Ex-CIA chief Petraeus arrives to testify about Benghazi attack
WASHINGTON (CNN) — Former CIA Director David Petraeus arrived on Capitol Hill on Friday to testify before Congress about what he knows about the attack last September on the U.S. Consulate in Benghazi, Libya.
A source told CNN that Petraeus knew almost immediately that it was the work of a loosely formed militia with members sympathetic to al Qaeda.
Petraeus' testimony will occur behind closed doors before Republican and Democratic members of the House and Senate intelligence committees examining the September 11 attack, which left four Americans dead, including U.S. Ambassador Chris Stevens.
The attack on the consulate, a political hot button during a presidential election year, raised questions about everything from security at the compound to the Obama administration's initial description of the events.
Petraeus' surprise resignation last week added fuel to that fire. The United States' top spy publicly admitted to an extramarital affair, and critics of the administration suggested that his resignation might be linked to fallout over the attack.
California Democratic Sen. Dianne Feinstein, the Senate Intelligence Committee chairwoman, has insisted that regardless of his resignation, Petraeus would still testify about the attack. She has said what he knows is imperative for committee members to understand events before, during and after the attack.
Petraeus is expected to tell lawmakers that the CIA knew soon after the attack that Ansar al Sharia was responsible, according to an official with knowledge of the case. The official spoke on condition of anonymity because of the sensitivity of the subject matter.
Ansar al Sharia is more of a label than an organization, one that's been adopted by conservative Salafist groups across the Arab world.
Petraeus said he believes, according to the official, that there's been confusion concerning two separate intelligence questions: Who was responsible? And what was the motivation of the attack?
According to the official, Petraeus says the stream of intelligence from multiple sources, including video at the scene, indicated the group was behind the attack.
But separate intelligence emerged at the same time indicating the violence at the consulate was inspired by protests in Egypt over an ostensibly anti-Islam film that was privately produced in the United States. The movie, "Innocence of Muslims," portrayed the Prophet Mohammed as a womanizing buffoon.
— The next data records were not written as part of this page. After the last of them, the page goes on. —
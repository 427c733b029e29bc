// ==========================================
// Shared fixtures for barcode-db integration tests
// ==========================================

#![allow(dead_code)]

use barcode_core::parser::FileFormat;
use barcode_core::{BarcodeType, ImportReport, ImportRequest, Variant};
use barcode_db::{Database, DbConfig, NewVariant};
use tempfile::TempDir;

/// Fresh in-memory store with migrations applied.
pub async fn memory_db() -> Database {
    Database::new(DbConfig::in_memory())
        .await
        .expect("in-memory database")
}

/// File-backed store so several connections can race each other.
pub async fn file_db(dir: &TempDir) -> Database {
    Database::new(DbConfig::new(dir.path().join("pool.db")).max_connections(8))
        .await
        .expect("file database")
}

/// Imports newline-separated codes with format checks off.
pub async fn seed_codes<S: AsRef<str>>(
    db: &Database,
    codes: &[S],
    barcode_type: BarcodeType,
    legacy_threshold: u64,
) -> ImportReport {
    let body = codes
        .iter()
        .map(|c| c.as_ref())
        .collect::<Vec<_>>()
        .join("\n");

    db.importer()
        .import_bytes(
            "seed.txt",
            body.as_bytes(),
            FileFormat::Lines,
            ImportRequest::new(barcode_type, legacy_threshold).validate_format(false),
        )
        .await
        .expect("seed import")
}

/// Creates a product with one variant.
pub async fn variant(db: &Database, product: &str, sku: &str) -> Variant {
    let product = db
        .catalog()
        .create_product(product)
        .await
        .expect("product");
    db.catalog()
        .create_variant(&product.id, NewVariant::new(sku))
        .await
        .expect("variant")
}

/// Row-level invariant check straight against the table.
pub async fn assert_pool_invariants(db: &Database) {
    let orphaned: i64 = sqlx::query_scalar(
        "SELECT COUNT(*) FROM barcodes \
         WHERE (status = 'assigned') <> (owner_variant_id IS NOT NULL)",
    )
    .fetch_one(db.pool())
    .await
    .unwrap();
    assert_eq!(orphaned, 0, "assigned rows must have an owner and only they");

    let multi_primary: i64 = sqlx::query_scalar(
        "SELECT COUNT(*) FROM (SELECT owner_variant_id FROM barcodes \
         WHERE is_primary = 1 GROUP BY owner_variant_id HAVING COUNT(*) > 1)",
    )
    .fetch_one(db.pool())
    .await
    .unwrap();
    assert_eq!(multi_primary, 0, "at most one primary per variant");

    let stray_primary: i64 =
        sqlx::query_scalar("SELECT COUNT(*) FROM barcodes WHERE is_primary = 1 AND status <> 'assigned'")
            .fetch_one(db.pool())
            .await
            .unwrap();
    assert_eq!(stray_primary, 0, "only assigned rows can be primary");
}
There were 20 intelligence reports that indicated that anger about the film may be to blame, the official said.
The CIA eventually disproved those reports, but not before Petraeus' initial briefing to Congress the day after the attack, where he discussed who might be behind the attack and what prompted it. During that briefing, he raised Ansar al Sharia's possible connection as well as outrage about the film, the official said.
Petraeus' aim in testifying, according to the official, is to clear up "a lot of misrepresentations of what he told Congress initially."
The former CIA director also is expected to tell the congressional committees that he did develop unclassified talking points in the days after the attack but had had no direct involvement in developing the ones used by Susan Rice, the U.S. ambassador to the United Nations.
Rice has been under fire for suggesting the attack on the consulate was a spontaneous event spurred by a protest against the anti-Muslim film.
House and Senate committee members said they got their clearest picture yet of the attack Thursday, thanks to testimony and a video compilation of footage captured by surveillance cameras and a drone. The video showed the attack as it began and contained images "through the incident and exodus," Feinstein said.
The video included shots of Stevens, the ambassador, being dragged out of the building, said a source familiar with the House committee hearing.
Another official familiar with the hearing said one Republican House member "got into it" Thursday with acting CIA Director Michael Morrell and Director of National Intelligence James Clapper about Rice's comments, challenging why they weren't as strong as they should have been on whether an extremist element was involved in the attack.
The official, who was not authorized to discuss the matter, spoke on condition of anonymity.
Petraeus, meanwhile, can also expect to be asked whether his resignation from the CIA's top post had anything to do with the attack in Libya.
Rep. Dutch Ruppersberger of Maryland, the senior Democrat on the House Intelligence Committee, told reporters Thursday that he plans to ask Petraeus: "Did your resignation have anything to do with the fact that you were supposed to testify before Congress?"
Petraeus told Kyra Phillips of HLN, CNN's sister network, that his resignation was not linked to the Benghazi attack and that he never passed classified information to the woman he was having an affair with at the time.
CNN's Barbara Starr, Suzanne Kelley, Ted Barrett and Chelsea J. Carter contributed to this report.